**** DATA SHOWN ****

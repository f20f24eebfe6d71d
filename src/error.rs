use axum::{
    Json,
    http::StatusCode,
    response::{IntoResponse, Response},
};
use serde_json::json;
use thiserror::Error;

use crate::models::FieldErrors;

#[derive(Error, Debug)]
pub enum StoreError {
    #[error("store request failed: {0}")]
    Transport(#[from] reqwest::Error),

    #[error("store returned {status}: {message}")]
    Status { status: u16, message: String },

    #[error("document not found: {0}")]
    NotFound(String),

    #[error("document {0} changed while it was being updated")]
    Conflict(String),

    #[error("malformed document: {0}")]
    Decode(String),
}

#[derive(Error, Debug)]
pub enum IdentityError {
    /// Message from the provider, passed through untouched.
    #[error("{0}")]
    Rejected(String),

    #[error("identity request failed: {0}")]
    Transport(#[from] reqwest::Error),

    #[error("malformed identity response: {0}")]
    Malformed(String),
}

#[derive(Error, Debug)]
pub enum ConfigError {
    #[error("{0} must be set in the environment")]
    Missing(&'static str),

    #[error("invalid value for {key}: {reason}")]
    Invalid { key: &'static str, reason: String },
}

#[derive(Error, Debug)]
pub enum AppError {
    #[error("{0}")]
    Validation(FieldErrors),

    #[error("No book with such id")]
    NotFound,

    #[error(transparent)]
    Identity(#[from] IdentityError),

    #[error("Recent sign in required")]
    RecentSignInRequired,

    #[error("Not signed in")]
    Unauthorized,

    #[error(transparent)]
    Store(StoreError),

    #[error(transparent)]
    Internal(#[from] anyhow::Error),
}

impl From<StoreError> for AppError {
    fn from(err: StoreError) -> Self {
        match err {
            StoreError::NotFound(_) => AppError::NotFound,
            other => AppError::Store(other),
        }
    }
}

impl IntoResponse for AppError {
    fn into_response(self) -> Response {
        match self {
            AppError::Validation(errors) => (
                StatusCode::UNPROCESSABLE_ENTITY,
                Json(json!({ "success": false, "errors": errors })),
            )
                .into_response(),
            AppError::Identity(IdentityError::Rejected(message)) => (
                StatusCode::BAD_REQUEST,
                Json(json!({ "success": false, "error": message })),
            )
                .into_response(),
            AppError::Store(StoreError::Conflict(ref id)) => {
                tracing::warn!(book_id = %id, "concurrent write rejected");
                (StatusCode::CONFLICT, Json(json!({ "error": self.to_string() }))).into_response()
            }
            other => {
                let status = match other {
                    AppError::NotFound => StatusCode::NOT_FOUND,
                    AppError::RecentSignInRequired | AppError::Unauthorized => {
                        StatusCode::UNAUTHORIZED
                    }
                    _ => StatusCode::INTERNAL_SERVER_ERROR,
                };
                if status.is_server_error() {
                    tracing::error!(error = %other, "request failed");
                }
                (status, Json(json!({ "error": other.to_string() }))).into_response()
            }
        }
    }
}

#[cfg(test)]
mod tests {
    use super::*;

    #[test]
    fn missing_document_maps_to_not_found() {
        let err: AppError = StoreError::NotFound("books/x".to_string()).into();
        assert!(matches!(err, AppError::NotFound));
        assert_eq!(err.into_response().status(), StatusCode::NOT_FOUND);
    }

    #[test]
    fn validation_maps_to_unprocessable() {
        let err = AppError::Validation(FieldErrors::single("title", "Title is required."));
        assert_eq!(err.into_response().status(), StatusCode::UNPROCESSABLE_ENTITY);
    }

    #[test]
    fn provider_message_is_kept_verbatim() {
        let err = AppError::from(IdentityError::Rejected("EMAIL_EXISTS".to_string()));
        assert_eq!(err.to_string(), "EMAIL_EXISTS");
        assert_eq!(err.into_response().status(), StatusCode::BAD_REQUEST);
    }

    #[test]
    fn conflict_maps_to_409() {
        let err = AppError::from(StoreError::Conflict("b1".to_string()));
        assert_eq!(err.into_response().status(), StatusCode::CONFLICT);
    }
}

****

:: EXERCISE BRIEF ::
The entries above need to be transcribed with no differences at all.

:: RESPONSE ::
repository f20f24eebfe6d71d
filename src/error.rs
use axum::{
    Json,
    http::StatusCode,
    response::{IntoResponse, Response},
};
use serde_json::json;
use thiserror::Error;

use crate::models::FieldErrors;

#[derive(Error, Debug)]
pub enum StoreError {
    #[error("store request failed: {0}")]
    Transport(#[from] reqwest::Error),

    #[error("store returned {status}: {message}")]
    Status { status: u16, message: String },

    #[error("document not found: {0}")]
    NotFound(String),

    #[error("document {0} changed while it was being updated")]
    Conflict(String),

    #[error("malformed document: {0}")]
    Decode(String),
}

#[derive(Error, Debug)]
pub enum IdentityError {
    /// Message from the provider, passed through untouched.
    #[error("{0}")]
    Rejected(String),

    #[error("identity request failed: {0}")]
    Transport(#[from] reqwest::Error),

    #[error("malformed identity response: {0}")]
    Malformed(String),
}

#[derive(Error, Debug)]
pub enum ConfigError {
    #[error("{0} must be set in the environment")]
    Missing(&'static str),

    #[error("invalid value for {key}: {reason}")]
    Invalid { key: &'static str, reason: String },
}

#[derive(Error, Debug)]
pub enum AppError {
    #[error("{0}")]
    Validation(FieldErrors),

    #[error("No book with such id")]
    NotFound,

    #[error(transparent)]
    Identity(#[from] IdentityError),

    #[error("Recent sign in required")]
    RecentSignInRequired,

    #[error("Not signed in")]
    Unauthorized,

    #[error(transparent)]
    Store(StoreError),

    #[error(transparent)]
    Internal(#[from] anyhow::Error),
}

impl From<StoreError> for AppError {
    fn from(err: StoreError) -> Self {
        match err {
            StoreError::NotFound(_) => AppError::NotFound,
            other => AppError::Store(other),
        }
    }
}

impl IntoResponse for AppError {
    fn into_response(self) -> Response {
        match self {
            AppError::Validation(errors) => (
                StatusCode::UNPROCESSABLE_ENTITY,
                Json(json!({ "success": false, "errors": errors })),
            )
                .into_response(),
            AppError::Identity(IdentityError::Rejected(message)) => (
                StatusCode::BAD_REQUEST,
                Json(json!({ "success": false, "error": message })),
            )
                .into_response(),
            AppError::Store(StoreError::Conflict(ref id)) => {
                tracing::warn!(book_id = %id, "concurrent write rejected");
                (StatusCode::CONFLICT, Json(json!({ "error": self.to_string() }))).into_response()
            }
            other => {
                let status = match other {
                    AppError::NotFound => StatusCode::NOT_FOUND,
                    AppError::RecentSignInRequired | AppError::Unauthorized => {
                        StatusCode::UNAUTHORIZED
                    }
                    _ => StatusCode::INTERNAL_SERVER_ERROR,
                };
                if status.is_server_error() {
                    tracing::error!(error = %other, "request failed");
                }
                (status, Json(json!({ "error": other.to_string() }))).into_response()
            }
        }
    }
}

#[cfg(test)]
mod tests {
    use super::*;

    #[test]
    fn missing_document_maps_to_not_found() {
        let err: AppError = StoreError::NotFound("books/x".to_string()).into();
        assert!(matches!(err, AppError::NotFound));
        assert_eq!(err.into_response().status(), StatusCode::NOT_FOUND);
    }

    #[test]
    fn validation_maps_to_unprocessable() {
        let err = AppError::Validation(FieldErrors::single("title", "Title is required."));
        assert_eq!(err.into_response().status(), StatusCode::UNPROCESSABLE_ENTITY);
    }

    #[test]
    fn provider_message_is_kept_verbatim() {
        let err = AppError::from(IdentityError::Rejected("EMAIL_EXISTS".to_string()));
        assert_eq!(err.to_string(), "EMAIL_EXISTS");
        assert_eq!(err.into_response().status(), StatusCode::BAD_REQUEST);
    }

    #[test]
    fn conflict_maps_to_409() {
        let err = AppError::from(StoreError::Conflict("b1".to_string()));
        assert_eq!(err.into_response().status(), StatusCode::CONFLICT);
    }
}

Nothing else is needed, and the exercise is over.